Bahri Kheiri, Eslami Hossein, Müller-Plathe Florian
Department of Chemistry, College of Sciences, Persian Gulf University, Boushehr 75168, Iran.
Eduard-Zintl-Institut für Anorganische und Physikalische Chemie, Technische Universität Darmstadt, Alarich-Weiss-Str. 8, Darmstadt 64287, Germany.
J Chem Theory Comput. 2022 Mar 8;18(3):1870-1882. doi: 10.1021/acs.jctc.1c01116. Epub 2022 Feb 14.

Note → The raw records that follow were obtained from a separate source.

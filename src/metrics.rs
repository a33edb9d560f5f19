//! Prometheus metrics for generation, execution and the agent loop
//!
//! All metrics live in the default registry; [`render`] produces the text
//! exposition format for the `/metrics` command.

use lazy_static::lazy_static;
use prometheus::{
    register_counter, register_counter_vec, register_histogram, register_histogram_vec, Counter,
    CounterVec, Encoder, Histogram, HistogramVec, TextEncoder,
};

/// Buckets for model calls, which routinely take tens of seconds on CPU
const GENERATION_BUCKETS: &[f64] = &[0.25, 0.5, 1.0, 2.5, 5.0, 10.0, 20.0, 40.0, 80.0];

lazy_static! {
    pub static ref GENERATIONS: CounterVec = register_counter_vec!(
        "pyscribe_generations_total",
        "Model generation calls by outcome",
        &["outcome"]
    )
    .expect("generation counter registers once");

    pub static ref GENERATION_DURATION: HistogramVec = register_histogram_vec!(
        "pyscribe_generation_duration_seconds",
        "Time spent waiting for the model",
        &["model"],
        GENERATION_BUCKETS.to_vec()
    )
    .expect("generation histogram registers once");

    pub static ref MODEL_LOAD_DURATION: HistogramVec = register_histogram_vec!(
        "pyscribe_model_load_duration_seconds",
        "Time to load a model into the engine",
        &["model"],
        GENERATION_BUCKETS.to_vec()
    )
    .expect("model load histogram registers once");

    pub static ref EXECUTIONS: CounterVec = register_counter_vec!(
        "pyscribe_executions_total",
        "Code executions by status",
        &["status"]
    )
    .expect("execution counter registers once");

    pub static ref EXECUTION_DURATION: Histogram = register_histogram!(
        "pyscribe_execution_duration_seconds",
        "Wall time of a single code execution"
    )
    .expect("execution histogram registers once");

    pub static ref INTERPRETER_STARTS: Counter = register_counter!(
        "pyscribe_interpreter_starts_total",
        "Interpreter processes started"
    )
    .expect("interpreter counter registers once");

    pub static ref AGENT_RETRIES: Counter = register_counter!(
        "pyscribe_agent_retries_total",
        "Repair attempts made by the agent loop"
    )
    .expect("retry counter registers once");

    pub static ref AGENT_EXHAUSTED: Counter = register_counter!(
        "pyscribe_agent_exhausted_total",
        "Agent runs stopped at the retry ceiling"
    )
    .expect("exhausted counter registers once");
}

/// Render every registered metric in the Prometheus text format
pub fn render() -> Result<String, prometheus::Error> {
    let encoder = TextEncoder::new();
    let mut buffer = Vec::new();
    encoder.encode(&prometheus::gather(), &mut buffer)?;
    String::from_utf8(buffer).map_err(|e| prometheus::Error::Msg(e.to_string()))
}

#[cfg(test)]
mod tests {
    use super::*;

    #[test]
    fn test_render_includes_touched_metrics() {
        AGENT_RETRIES.inc();
        EXECUTIONS.with_label_values(&["success"]).inc();
        let text = render().unwrap();
        assert!(text.contains("pyscribe_agent_retries_total"));
        assert!(text.contains("pyscribe_executions_total{status=\"success\"}"));
    }
}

A simplified two-dimensional effective-solvent model of triblock Janus particles, consisting of three interaction sites in a linear configuration, a core particle, and two particles modeling the attractive patches at the poles, is developed to study the mechanism of nucleation and self-assembly in triblock Janus particles. The potential energy parameters are tuned against phase transition temperatures and free energy barriers to the nucleation of crystalline phases, calculated from our previous detailed model of Janus particles. Vapor-liquid equilibria and critical temperatures are calculated by grand-canonical molecular dynamics simulations for particles of different patch widths. With metadynamics, phase equilibria, mechanism of nucleation, and free energy barriers to nucleation are investigated. The minimum free energy path to nucleation indicates two steps. The first step, with a higher free energy increase, consists of the densification of the fluid into a disordered cluster. In the second step, of a lower free energy barrier, the inner particles of the disordered cluster reorient to form a crystalline nucleus. This two-step mechanism of nucleation of a kagome lattice is in complete agreement with the experiment and with our previous simulations using a detailed model of Janus particles. Large systems at a slight supersaturation generate multiple crystalline domains, which are misaligned at the grain boundaries. In complete agreement with the experiment and with previous simulation results, we observe a two-step mechanism for crystal growth: melting of the smaller (less stable) crystallites to a fluid followed by recrystallization at the surface of neighboring bigger (more stable) crystallites. A comparison of the present softer modeling of a Janus particle with harder models in the literature for self-assembly of Janus particles indicates that softer potentials stabilize open lattices (e.g., kagome) more than dense lattices (e.g., hexagonal). Also, experimental locations of phase transition points and barrier heights to nucleation are better reproduced by the present model than by the existing simple models.
为了研究三嵌段Janus颗粒的成核和自组装机制,我们建立了一个简化的二维有效溶剂模型,该模型由线性配置的三个相互作用位点、一个核心颗粒以及两个模拟极点处吸引斑的颗粒组成。根据我们之前关于Janus颗粒的详细模型计算出的结晶相的相变温度和自由能垒,对势能参数进行了调整。通过巨正则分子动力学模拟,计算了不同斑宽度颗粒的气液平衡和临界温度。利用元动力学方法,研究了相平衡、成核机制和成核自由能垒。成核的最小自由能路径表明有两个步骤。第一步,自由能增加较高,包括流体致密化为无序团簇。第二步,自由能垒较低,无序团簇的内部颗粒重新取向形成晶核。这种 kagome 晶格的两步成核机制与实验以及我们之前使用Janus颗粒详细模型的模拟结果完全一致。在轻微过饱和状态下的大系统会产生多个晶域,这些晶域在晶界处错位。与实验和先前的模拟结果完全一致,我们观察到晶体生长的两步机制:较小(较不稳定)的微晶熔化为流体,随后在相邻较大(较稳定)微晶的表面再结晶。将本文中Janus颗粒较软的建模与文献中用于Janus颗粒自组装的较硬模型进行比较表明,较软的势场比较密的晶格(如六方晶格)更能稳定开放晶格(如kagome晶格)。此外,与现有的简单模型相比,本文模型能更好地再现相变点的实验位置和成核的势垒高度。